Although gamete complementation would be compatible with the unusually high parental ages in maternal UPD(15), the increase in paternal ages associated with paternal UPD(15) is somewhat of an enigma. All the fathers in the Zurich cases were over 40 years of age (p < 0.0005), however 2 of the mothers were more than 10 years younger, hinting that the increased ages in paternal UPD are not simply due to correlation with an increased maternal age, as might potentially be associated with hypohaploidy of the oocyte. A similar observation is seen in 3 of the 4 London cases, where the increase in paternal age is greater than the increase in maternal age. This observation is especially surprising since all but one of the paternal disomy cases are likely to have a mitotic origin of the extra paternal 15. This raises the possibility that chromosomes from older males may be more prone to early post-zygotic nondisjunction. It is also conceivable that these presumed mitotic errors, may in fact be meiotic in origin, resulting from absent recombination in meiosis I followed by a meiotic II nondisjunction event. Although this seems implausible, recombination and meiotic I and II nondisjunction may both be correlated with the same factors; for example, if premature centromere division occurs leaving unpaired sister chromatids. Another possibility is if the spermatocyte undergoing meiosis carries only one chromosome 15 due to a premeiotic loss (which could increase in older males due to an increased number of cell divisions prior to spermatogenesis), then normal pairing and recombination at meiosis I could not occur and might result in a hyperhaploid spermatocyte with two identical chromosomes 15.
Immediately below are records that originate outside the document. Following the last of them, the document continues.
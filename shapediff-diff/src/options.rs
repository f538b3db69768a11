use core::fmt;
use core::str::FromStr;

/// How nesting is rendered, one unit per indentation level.
#[derive(Debug, Clone, Copy, PartialEq, Eq, Hash, Default)]
pub enum IndentationStyle {
    /// `"|\t"` per level, so nested blocks are easy to follow.
    #[default]
    Pipe,
    /// A plain `"\t"` per level.
    Tab,
}

impl IndentationStyle {
    /// The text written once per indentation level.
    pub fn unit(self) -> &'static str {
        match self {
            IndentationStyle::Pipe => "|\t",
            IndentationStyle::Tab => "\t",
        }
    }
}

impl fmt::Display for IndentationStyle {
    fn fmt(&self, f: &mut fmt::Formatter<'_>) -> fmt::Result {
        match self {
            IndentationStyle::Pipe => f.write_str("pipe"),
            IndentationStyle::Tab => f.write_str("tab"),
        }
    }
}

impl FromStr for IndentationStyle {
    type Err = ParseIndentationStyleError;

    fn from_str(s: &str) -> Result<Self, Self::Err> {
        match s.trim().to_ascii_lowercase().as_str() {
            "pipe" => Ok(IndentationStyle::Pipe),
            "tab" => Ok(IndentationStyle::Tab),
            _ => Err(ParseIndentationStyleError {
                input: s.to_owned(),
            }),
        }
    }
}

/// Error returned when parsing an [`IndentationStyle`] from an unknown name.
#[derive(Debug, Clone, PartialEq, Eq)]
pub struct ParseIndentationStyleError {
    /// The rejected input.
    pub input: String,
}

impl fmt::Display for ParseIndentationStyleError {
    fn fmt(&self, f: &mut fmt::Formatter<'_>) -> fmt::Result {
        write!(
            f,
            "unknown indentation style `{}`, expected `pipe` or `tab`",
            self.input
        )
    }
}

impl core::error::Error for ParseIndentationStyleError {}

/// The four words a report is written with.
#[derive(Debug, Clone, PartialEq, Eq)]
pub struct Labels {
    /// Names the left-hand value, `Expected` by default.
    pub expected: String,
    /// Names the right-hand value, `Received` by default.
    pub received: String,
    /// Prefix for entries only found on the left, `Missing` by default.
    pub missing: String,
    /// Prefix for entries only found on the right, `Extra` by default.
    pub extra: String,
}

impl Labels {
    /// Creates a custom set of labels.
    pub fn new(
        expected: impl Into<String>,
        received: impl Into<String>,
        missing: impl Into<String>,
        extra: impl Into<String>,
    ) -> Self {
        Self {
            expected: expected.into(),
            received: received.into(),
            missing: missing.into(),
            extra: extra.into(),
        }
    }

    /// Labels for comparing two states of the same thing rather than checking a test
    /// expectation: `Previous`, `Current`, `Removed`, `Added`.
    pub fn state_comparison() -> Self {
        Self::new("Previous", "Current", "Removed", "Added")
    }
}

impl Default for Labels {
    fn default() -> Self {
        Self::new("Expected", "Received", "Missing", "Extra")
    }
}

/// Options for computing and rendering a diff.
///
/// # Example
///
/// ```
/// use shapediff_diff::{DiffOptions, IndentationStyle, Labels};
///
/// let options = DiffOptions::new()
///     .indentation(IndentationStyle::Tab)
///     .skip_value_on_count_mismatch(true)
///     .labels(Labels::state_comparison());
/// ```
#[derive(Debug, Clone, Default, PartialEq, Eq)]
pub struct DiffOptions {
    pub(crate) indentation: IndentationStyle,
    pub(crate) skip_value_on_count_mismatch: bool,
    pub(crate) labels: Labels,
}

/// Environment variable selecting the [`IndentationStyle`], `pipe` or `tab`.
pub const INDENT_ENV: &str = "SHAPEDIFF_INDENT";

/// Environment variable enabling `skip_value_on_count_mismatch`, `1`/`true` or `0`/`false`.
pub const SKIP_COUNT_VALUES_ENV: &str = "SHAPEDIFF_SKIP_COUNT_VALUES";

impl DiffOptions {
    /// Create a new `DiffOptions` with default settings.
    pub fn new() -> Self {
        Self::default()
    }

    /// Reads overrides from [`INDENT_ENV`] and [`SKIP_COUNT_VALUES_ENV`].
    ///
    /// Unset variables keep their default; set but invalid ones are an error.
    pub fn from_env() -> Result<Self, OptionsError> {
        Self::from_lookup(|name| std::env::var(name).ok())
    }

    fn from_lookup(lookup: impl Fn(&str) -> Option<String>) -> Result<Self, OptionsError> {
        let mut options = Self::default();
        if let Some(value) = lookup(INDENT_ENV) {
            options.indentation = value.parse().map_err(OptionsError::InvalidIndentation)?;
        }
        if let Some(value) = lookup(SKIP_COUNT_VALUES_ENV) {
            options.skip_value_on_count_mismatch = match value.trim() {
                "1" | "true" => true,
                "0" | "false" => false,
                _ => {
                    return Err(OptionsError::InvalidFlag {
                        variable: SKIP_COUNT_VALUES_ENV,
                        value,
                    });
                }
            };
        }
        Ok(options)
    }

    /// Set the indentation style.
    pub fn indentation(mut self, style: IndentationStyle) -> Self {
        self.indentation = style;
        self
    }

    /// When set, count mismatches only show the two counts, not the values.
    pub fn skip_value_on_count_mismatch(mut self, skip: bool) -> Self {
        self.skip_value_on_count_mismatch = skip;
        self
    }

    /// Set the labels.
    pub fn labels(mut self, labels: Labels) -> Self {
        self.labels = labels;
        self
    }
}

/// Error returned by [`DiffOptions::from_env`].
#[derive(Debug, Clone, PartialEq, Eq)]
#[non_exhaustive]
pub enum OptionsError {
    /// [`INDENT_ENV`] holds an unknown style.
    InvalidIndentation(ParseIndentationStyleError),
    /// A boolean variable holds something other than `1`, `true`, `0` or `false`.
    InvalidFlag {
        /// The variable name.
        variable: &'static str,
        /// Its value.
        value: String,
    },
}

impl fmt::Display for OptionsError {
    fn fmt(&self, f: &mut fmt::Formatter<'_>) -> fmt::Result {
        match self {
            OptionsError::InvalidIndentation(err) => write!(f, "{INDENT_ENV}: {err}"),
            OptionsError::InvalidFlag { variable, value } => {
                write!(f, "{variable}: expected `1`, `true`, `0` or `false`, got `{value}`")
            }
        }
    }
}

impl core::error::Error for OptionsError {
    fn source(&self) -> Option<&(dyn core::error::Error + 'static)> {
        match self {
            OptionsError::InvalidIndentation(err) => Some(err),
            OptionsError::InvalidFlag { .. } => None,
        }
    }
}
It is of interest that we also observe evidence for increased paternal age in other paternally derived trisomy cases examined at our institute in Zurich. Since nondisjunction may be due to both age-dependent and age-independent factors, sampling from a population with a high mean parental age will result in a greater proportion of aneuploidies due to age-dependent effects than would be sampled in a relatively young population and would maximize the probability of detecting an age effect if one exists. As estimated from the paternal age of deletion PWS patients (see table 1), the mean age of fathers in Switzerland (and the bordering areas of Northerm Italy and West Germany) is 4–5 years greater than that of the United States. Such a difference has the potential to have a large effect if, as is seen in women, the rate of nondisjunction increases exponentially with age at the higher range of breeding ages. The higher mean age of parents in Switzerland also explains our relatively high observed rate of UPD(15) cases among PWS and AS patients (approximately 30 and 18%, respectively).

In summary, an increase in parental ages is observed for both maternal and paternal UPD(15) and this increase is greater than seen for other trisomies. This raises the possibility that gamete complementation, and not only trisomy followed by post-zygotic chromosome loss, may be a major mechanism in uniparental disomy formation, and that there is a paternal age effect associated with nondisjunction (either meiotic or mitotic) of chromosome 15.